Yesterday, Uganda in partnership with NASA was set to launch the very first satellite by Uganda into space. The event was supposedly going to be aired on UBC TV and NASA’s official live-streaming platform but however, but that did not occur as planned. The launch of Uganda’s first satellite dubbed PearlAfricaSat-1 did not go as planned and we shall see why in this article.
The satellite, PearlAfricaSat-1, is the latest mission from the Joint Global Multi-Nation Birds Satellite project. The project was first announced in 2019, and the plan was initially approved by the government of Uganda in 2021. The BIRDS-5 is being implemented in collaboration with the Kyushu Institute of Technology, Japan.
The PearlAfricaSat-1 is a 1U (10 cm by 10 cm by 10 cm) Cube satellite that was designed and developed by three Ugandan engineers and handed over to the Japan Aerospace Exploration Agency (JAXA) on 10 May 2022 Kyutech. Thereafter, it was transported to JAXA for final tests and was then handed over to NASA (on 18 May 2022 for transport to the International Space Station from where it was supposed to be launched into the Lower Earth Orbit before the end of 2022.
The PearlAfricaSat-1 was specifically designed to provide research and observation data that will provide solutions in the weather forecast, land, water bodies and mineral mapping, agriculture monitoring, disaster prevention, Infrastructure Planning, and Border Security.
Uganda is likewise setting up an Earth Station at Mpoma, Mukono for command, control, and management of our satellite here in Uganda, by Ugandans.
In April 2020 the public authority made a critical stride towards this objective by sending three space specialists and graduate engineers: Edgar Mujuni, Derick Tebusweke, and Bonny Omara to obtain training in satellite design, build, test, launch, and operation as part of the BIRDS-5 project, led by Kyushu Institute of Technology, Japan.
The main four objectives of this postponed launch are;
- To develop, test, and launch Uganda’s first satellite into space.

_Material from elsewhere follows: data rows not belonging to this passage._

//! Folding stream events into the current-best code buffer.

use tracing::warn;

use crate::event::StreamEvent;

/// What applying an event did to the buffer.
#[derive(Debug, Clone, Copy, PartialEq, Eq)]
pub enum Applied {
    /// A fragment was appended
    Appended,
    /// The buffer was replaced by the cleaned final code
    Finalized,
    /// The event arrived after finalization and was dropped
    Ignored,
}

/// Running code buffer for one generation.
///
/// Holds either the concatenation of every fragment so far or, once a
/// `FinalCleaned` event has been applied, exactly the cleaned text. The swap
/// happens in a single assignment so readers never see a half-cleaned buffer.
#[derive(Debug, Clone, Default)]
pub struct CodeAccumulator {
    buffer: String,
    fragments: usize,
    finalized: bool,
}

impl CodeAccumulator {
    pub fn new() -> Self {
        Self::default()
    }

    /// Apply the next event in arrival order.
    pub fn apply(&mut self, event: StreamEvent) -> Applied {
        if self.finalized {
            warn!("Ignoring stream event received after the cleaned code");
            return Applied::Ignored;
        }

        match event {
            StreamEvent::Fragment(text) => {
                self.buffer.push_str(&text);
                self.fragments += 1;
                Applied::Appended
            }
            StreamEvent::FinalCleaned(text) => {
                self.buffer = text;
                self.finalized = true;
                Applied::Finalized
            }
        }
    }

    /// Current contents of the buffer.
    pub fn code(&self) -> &str {
        &self.buffer
    }

    pub fn is_finalized(&self) -> bool {
        self.finalized
    }

    pub fn fragment_count(&self) -> usize {
        self.fragments
    }

    /// Whether anything has been received at all.
    pub fn has_content(&self) -> bool {
        self.fragments > 0 || self.finalized
    }

    pub fn into_code(self) -> String {
        self.buffer
    }
}
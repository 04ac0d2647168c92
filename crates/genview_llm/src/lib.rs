//! # genview_llm
//!
//! LLM collaborator for the genview generation endpoint.
//!
//! This crate turns a generation request into a two-message conversation
//! (system instructions + user content) and streams the model's reply back
//! as text deltas.
//!
//! # Features
//!
//! - **Providers**: OpenAI chat completions and Anthropic messages, both over SSE
//! - **Prompt Templates**: separate system instructions for initial and fix mode
//! - **Scripted Backend**: deterministic token scripts for tests

pub mod adapter;
pub mod config;
pub mod error;
pub mod mock;
pub mod prompts;
pub mod sse;

pub use adapter::{CompletionBackend, LlmAdapter, TokenStream};
pub use config::{LlmConfig, LlmProvider};
pub use error::{LlmError, LlmResult};
pub use mock::{Script, ScriptedBackend};
pub use prompts::{build_conversation, system_prompt, user_content};
pub use sse::{SseDeltaParser, SseItem};
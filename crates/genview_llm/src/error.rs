//! Error types for LLM calls.

use thiserror::Error;

/// Result type alias for LLM operations.
pub type LlmResult<T> = Result<T, LlmError>;

/// Errors that can occur while talking to an LLM provider.
#[derive(Error, Debug)]
pub enum LlmError {
    #[error("LLM not configured. Set OPENAI_API_KEY or ANTHROPIC_API_KEY")]
    NotConfigured,

    #[error("Unknown LLM provider: {0}")]
    UnknownProvider(String),

    #[error("{provider} API error {status}: {body}")]
    Status {
        provider: &'static str,
        status: u16,
        body: String,
    },

    #[error("HTTP error: {0}")]
    Http(#[from] reqwest::Error),

    #[error("LLM stream failed: {0}")]
    Stream(String),
}
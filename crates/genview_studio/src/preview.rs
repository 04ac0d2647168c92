//! Preview sandbox scaffolding.
//!
//! A generated component is mounted into a fixed three-file project: the
//! component itself, an entry that renders it into `#root`, and an HTML page
//! that pulls Tailwind from its CDN.

use std::collections::BTreeMap;
use std::path::{Path, PathBuf};

use async_trait::async_trait;
use tracing::{debug, info};

use crate::error::{StudioError, StudioResult};

/// Path of the generated component inside the sandbox.
pub const APP_PATH: &str = "/App.tsx";
/// Path of the entry point that mounts the component.
pub const ENTRY_PATH: &str = "/index.tsx";
/// Path of the host page.
pub const HTML_PATH: &str = "/public/index.html";

const ENTRY_SOURCE: &str = r#"import React, { StrictMode } from "react";
import { createRoot } from "react-dom/client";
import App from "./App";

const root = createRoot(document.getElementById("root")!);
root.render(
  <StrictMode>
    <App />
  </StrictMode>
);
"#;

const HTML_SOURCE: &str = r#"<!DOCTYPE html>
<html lang="en">
  <head>
    <meta charset="UTF-8" />
    <meta name="viewport" content="width=device-width, initial-scale=1.0" />
    <script src="https://cdn.tailwindcss.com"></script>
  </head>
  <body>
    <div id="root"></div>
  </body>
</html>
"#;

/// Files handed to the sandbox, keyed by absolute sandbox path.
#[derive(Debug, Clone, PartialEq, Eq)]
pub struct PreviewBundle {
    files: BTreeMap<String, String>,
}

impl PreviewBundle {
    /// Scaffold around `code`.
    pub fn for_artifact(code: impl Into<String>) -> Self {
        let mut files = BTreeMap::new();
        files.insert(APP_PATH.to_string(), code.into());
        files.insert(ENTRY_PATH.to_string(), ENTRY_SOURCE.to_string());
        files.insert(HTML_PATH.to_string(), HTML_SOURCE.to_string());
        Self { files }
    }

    pub fn files(&self) -> &BTreeMap<String, String> {
        &self.files
    }

    pub fn app_source(&self) -> &str {
        self.files.get(APP_PATH).map(String::as_str).unwrap_or_default()
    }
}

/// Something that renders a bundle.
#[async_trait]
pub trait PreviewSandbox: Send + Sync {
    async fn load(&self, bundle: &PreviewBundle) -> StudioResult<()>;
}

/// Writes the bundle into a directory for an external dev server to pick up.
#[derive(Debug, Clone)]
pub struct DirectoryPreview {
    root: PathBuf,
}

impl DirectoryPreview {
    pub fn new(root: impl Into<PathBuf>) -> Self {
        Self { root: root.into() }
    }

    pub fn root(&self) -> &Path {
        &self.root
    }

    fn resolve(&self, sandbox_path: &str) -> PathBuf {
        self.root.join(sandbox_path.trim_start_matches('/'))
    }
}

#[async_trait]
impl PreviewSandbox for DirectoryPreview {
    async fn load(&self, bundle: &PreviewBundle) -> StudioResult<()> {
        for (path, contents) in bundle.files() {
            let target = self.resolve(path);
            if let Some(parent) = target.parent() {
                tokio::fs::create_dir_all(parent).await.map_err(|e| {
                    StudioError::Preview(format!("cannot create {}: {}", parent.display(), e))
                })?;
            }
            tokio::fs::write(&target, contents)
                .await
                .map_err(|e| StudioError::Preview(format!("cannot write {}: {}", target.display(), e)))?;
            debug!("Wrote {}", target.display());
        }
        info!("Preview updated in {}", self.root.display());
        Ok(())
    }
}
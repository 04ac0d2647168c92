//! System prompt templates and conversation assembly.

use genview_protocol::{GenerateRequest, GenerationMode, Message, BASE_TOOLKIT};

/// Output rules shared by both modes.
fn output_rules() -> String {
    format!(
        "Rules:\n\
         - Respond with code only. Do not wrap it in markdown fences and do not add any explanation.\n\
         - The first line must be an import statement.\n\
         - The last line must be the closing brace of the default-exported component.\n\
         - Use only {}. Style exclusively with Tailwind utility classes.\n\
         - Put everything in a single file that default-exports the root component.",
        BASE_TOOLKIT.describe()
    )
}

/// System instructions for the given mode.
pub fn system_prompt(mode: GenerationMode) -> String {
    match mode {
        GenerationMode::Initial => format!(
            "You are an expert {} engineer. Build the complete, working component the user describes.\n\n{}",
            BASE_TOOLKIT.framework,
            output_rules()
        ),
        GenerationMode::Fix => format!(
            "You are an expert {} engineer. You receive existing component code and a requested change or error report. \
             Return the full updated file, not a diff.\n\n{}\n\
             - Do not introduce any dependency beyond {}. If the code imports anything else, remove it and reimplement the functionality.",
            BASE_TOOLKIT.framework,
            output_rules(),
            BASE_TOOLKIT.describe()
        ),
    }
}

/// User content for the request: the prompt alone, or code plus request in fix mode.
pub fn user_content(request: &GenerateRequest) -> String {
    match &request.current_code {
        Some(code) => format!(
            "Current code:\n{}\n\nRequested change:\n{}",
            code, request.prompt
        ),
        None => request.prompt.clone(),
    }
}

/// The two-message conversation sent to the model.
///
/// The client transcript is not replayed; the current code already carries
/// the state a fix needs.
pub fn build_conversation(request: &GenerateRequest) -> Vec<Message> {
    vec![
        Message::system(system_prompt(request.mode())),
        Message::user(user_content(request)),
    ]
}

- Offer specialized training on satellite development to Ugandan graduate engineers, from mission conception and definition to satellite disposal.
- Establish Uganda’s first satellite communications network and establish a space laboratory in Uganda.
- To facilitate knowledge transfer and construction of subsequent satellites to develop the Space Technology Industrial Value Chain.
Why the launch was postponed?
“Today’s planned CRS18 launch has been scrubbed due to a fire alarm at the mission operations control center in Dulles, Virginia. Liftoff of the Cygnus spacecraft is now set for Nov. 7 at 5:27 am ET (10:27 UTC). We’ll go live at 5 am,” NASA said in a statement and a tweet.
Whereas everything was set for the launch to happen, in the last hour, a fire alarm at the operations control center saw the plan aborted until the following day.
“The Cygnus spacecraft and Antares rocket remain healthy at the Wallops launch site. The next launch attempt will be Monday, Nov. 7, in a five-minute window that opens at 5:27 a.m. EST. Weather for that window is currently forecast as 75% favorable: High pressure looks to continue to provide tranquil weather to the Mid-Atlantic before breezy conditions impact the Wallops area Tuesday.”
With this launch being successful, Uganda would join the other 12 African countries in the space technology race in a very big way by propping into orbit its first satellite. NASA has confirmed the news and the next launch is to happen today (Nov 7 2022 at 1:00 PM). Let’s keep an eye on UBC and NASA for more details.